We will NOT be meeting at St. Matthew's on Wednesday the 8th.  We are attending Fr. Barron's lecture at Elmhurst College.  Details can be found at http://public.elmhurst.edu/calendar?eventID=131537208

1 February 2012

Last night we began working on Paul's letter to the Philippians.  As you'll remember, that's where he was when we left him at the end of chapter 16 in Acts.  While this letter was written many years later, it was sent to the people we have been reading about in Acts.  We read chapter one of the letter, and the first page-and-a-half of the commentary on pages 91-92.  We answered questions 2-5.  As we go we will be filling in question 1.

From this week's Papal audience:
In our continuing catechesis on Christian prayer, we now turn to the prayer of Jesus in Gethsemane, the Garden of Olives, following the Last Supper. As the Lord prepares to face his death, he prays alone, as the eternal Son in communion with the Father.

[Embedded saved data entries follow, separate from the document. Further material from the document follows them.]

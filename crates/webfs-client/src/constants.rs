//! Client configuration constants.

use std::time::Duration;

/// First port probed; the server's default.
pub const DEFAULT_BASE_PORT: u16 = 6565;

/// Number of consecutive ports probed from the base.
pub const DEFAULT_PORT_SPREAD: u16 = 4;

pub const DEFAULT_HOST: &str = "127.0.0.1";

/// Origin sent when none is configured.
pub const DEFAULT_ORIGIN: &str = "http://localhost";

/// Bound on the WebSocket connect, including the HTTP upgrade.
pub const CONNECT_TIMEOUT: Duration = Duration::from_secs(5);

/// Wait before reconnecting after a verified connection drops.
pub const RETRY_AFTER_DROP: Duration = Duration::from_secs(5);

/// Wait after a failed attempt.
pub const RETRY_AFTER_FAILURE: Duration = Duration::from_secs(1);

/// Wait once every endpoint has failed in a row.
pub const RETRY_AFTER_SWEEP: Duration = Duration::from_secs(5);
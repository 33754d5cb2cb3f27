//! Asynchronous filesystem operations trait.
//!
//! This is the surface forwarded across the bridge. It mirrors the driver
//! callback set one-to-one, but every method is async and returns its
//! out-parameters in the `Ok` value instead of filling caller buffers.
//!
//! Paths are strings: drive paths (`\peer\a.txt`) at the router, peer-relative
//! paths (`a.txt`) at a peer.

use std::sync::Arc;
use std::time::SystemTime;

use async_trait::async_trait;
use webfs_types::{
    AsyncFileInfo, CreateFileReply, DiskFreeSpace, FileAccess, FileAttributes, FileInformation,
    FileMode, FileOptions, FileShare, FsResult, NtStatus, VolumeInformation,
};

/// Shared trait object used by the adapter, the router, and the RPC service.
pub type SharedFsOps = Arc<dyn AsyncFsOps>;

/// Core asynchronous filesystem operations.
///
/// `info` carries the handle token ([`AsyncFileInfo::op_id`]) so an
/// implementation can find the context its `create_file` set up.
#[async_trait]
pub trait AsyncFsOps: Send + Sync {
    // ========================================================================
    // Handle lifecycle
    // ========================================================================

    /// Open or create a file or directory.
    ///
    /// On success the implementation owns a context for `info.op_id` until
    /// `close_file`. On failure it must not keep one.
    #[allow(clippy::too_many_arguments)]
    async fn create_file(
        &self,
        path: &str,
        access: FileAccess,
        share: FileShare,
        mode: FileMode,
        options: FileOptions,
        attributes: FileAttributes,
        info: &AsyncFileInfo,
    ) -> FsResult<CreateFileReply>;

    /// Last user handle closed. Pending delete-on-close happens here.
    async fn cleanup(&self, path: &str, info: &AsyncFileInfo) -> FsResult<()>;

    /// Handle fully released; the context for `info.op_id` is dropped.
    async fn close_file(&self, path: &str, info: &AsyncFileInfo) -> FsResult<()>;

    // ========================================================================
    // Data
    // ========================================================================

    /// Read up to `max_count` bytes at `offset`. Short reads at EOF.
    async fn read_file(
        &self,
        path: &str,
        offset: u64,
        max_count: u32,
        info: &AsyncFileInfo,
    ) -> FsResult<Vec<u8>>;

    /// Write `data` at `offset` (or at EOF when `info.write_to_end_of_file`).
    /// Returns bytes written.
    async fn write_file(
        &self,
        path: &str,
        data: &[u8],
        offset: u64,
        info: &AsyncFileInfo,
    ) -> FsResult<u32>;

    async fn flush_file_buffers(&self, path: &str, info: &AsyncFileInfo) -> FsResult<()>;

    async fn set_end_of_file(&self, path: &str, length: u64, info: &AsyncFileInfo)
    -> FsResult<()>;

    async fn set_allocation_size(
        &self,
        path: &str,
        length: u64,
        info: &AsyncFileInfo,
    ) -> FsResult<()>;

    async fn lock_file(
        &self,
        _path: &str,
        _offset: u64,
        _length: u64,
        _info: &AsyncFileInfo,
    ) -> FsResult<()> {
        Err(NtStatus::NotImplemented)
    }

    async fn unlock_file(
        &self,
        _path: &str,
        _offset: u64,
        _length: u64,
        _info: &AsyncFileInfo,
    ) -> FsResult<()> {
        Err(NtStatus::NotImplemented)
    }

    // ========================================================================
    // Metadata
    // ========================================================================

    async fn get_file_information(
        &self,
        path: &str,
        info: &AsyncFileInfo,
    ) -> FsResult<FileInformation>;

    /// List a directory. Names in the result are bare entry names.
    async fn find_files(&self, path: &str, info: &AsyncFileInfo)
    -> FsResult<Vec<FileInformation>>;

    /// Pattern search. `NotImplemented` makes the driver fall back to
    /// [`find_files`](Self::find_files) and filter itself.
    async fn find_files_with_pattern(
        &self,
        _path: &str,
        _pattern: &str,
        _info: &AsyncFileInfo,
    ) -> FsResult<Vec<FileInformation>> {
        Err(NtStatus::NotImplemented)
    }

    async fn set_file_attributes(
        &self,
        path: &str,
        attributes: FileAttributes,
        info: &AsyncFileInfo,
    ) -> FsResult<()>;

    /// Update times; `None` leaves a time unchanged.
    async fn set_file_time(
        &self,
        path: &str,
        creation: Option<SystemTime>,
        last_access: Option<SystemTime>,
        last_write: Option<SystemTime>,
        info: &AsyncFileInfo,
    ) -> FsResult<()>;

    // ========================================================================
    // Namespace
    // ========================================================================

    /// Check whether a file may be deleted and record the intent on the
    /// handle. The delete itself happens at cleanup.
    async fn delete_file(&self, path: &str, info: &AsyncFileInfo) -> FsResult<()>;

    /// Directory counterpart of [`delete_file`](Self::delete_file).
    async fn delete_directory(&self, path: &str, info: &AsyncFileInfo) -> FsResult<()>;

    async fn move_file(
        &self,
        old_path: &str,
        new_path: &str,
        replace: bool,
        info: &AsyncFileInfo,
    ) -> FsResult<()>;

    // ========================================================================
    // Volume
    // ========================================================================

    async fn get_disk_free_space(&self, _info: &AsyncFileInfo) -> FsResult<DiskFreeSpace> {
        Ok(DiskFreeSpace::default())
    }

    async fn get_volume_information(&self, _info: &AsyncFileInfo) -> FsResult<VolumeInformation> {
        Ok(VolumeInformation::default())
    }

    async fn mounted(&self, _mount_point: &str, _info: &AsyncFileInfo) -> FsResult<()> {
        Ok(())
    }

    async fn unmounted(&self, _info: &AsyncFileInfo) -> FsResult<()> {
        Ok(())
    }

    // ========================================================================
    // Unsupported: security descriptors and alternate streams
    // ========================================================================

    async fn get_file_security(&self, _path: &str, _info: &AsyncFileInfo) -> FsResult<Vec<u8>> {
        Err(NtStatus::NotImplemented)
    }

    async fn set_file_security(
        &self,
        _path: &str,
        _descriptor: &[u8],
        _info: &AsyncFileInfo,
    ) -> FsResult<()> {
        Err(NtStatus::NotImplemented)
    }

    async fn find_streams(
        &self,
        _path: &str,
        _info: &AsyncFileInfo,
    ) -> FsResult<Vec<FileInformation>> {
        Err(NtStatus::NotImplemented)
    }
}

Yet he also desires the company of Peter, James and John; their presence is an invitation to every disciple to draw near to Jesus along the way of the Cross. Christ’s prayer reveals his human fear and anguish in the face of death, and at the same time shows his complete obedience to the will of the Father. His words, “not what I want, but what you want” (Mk 14:36), teach us that only in complete abandonment to God’s will do we attain the full measure of our humanity. In Christ’s “yes” to the Father, Adam’s sin is redeemed and humanity attains true freedom, the freedom of the children of God. May our contemplation of the Lord’s prayer in Gethsemane help us better to discern God’s will for us and for our lives, and sustain our daily petition that his will be done, “on earth as it is in heaven”.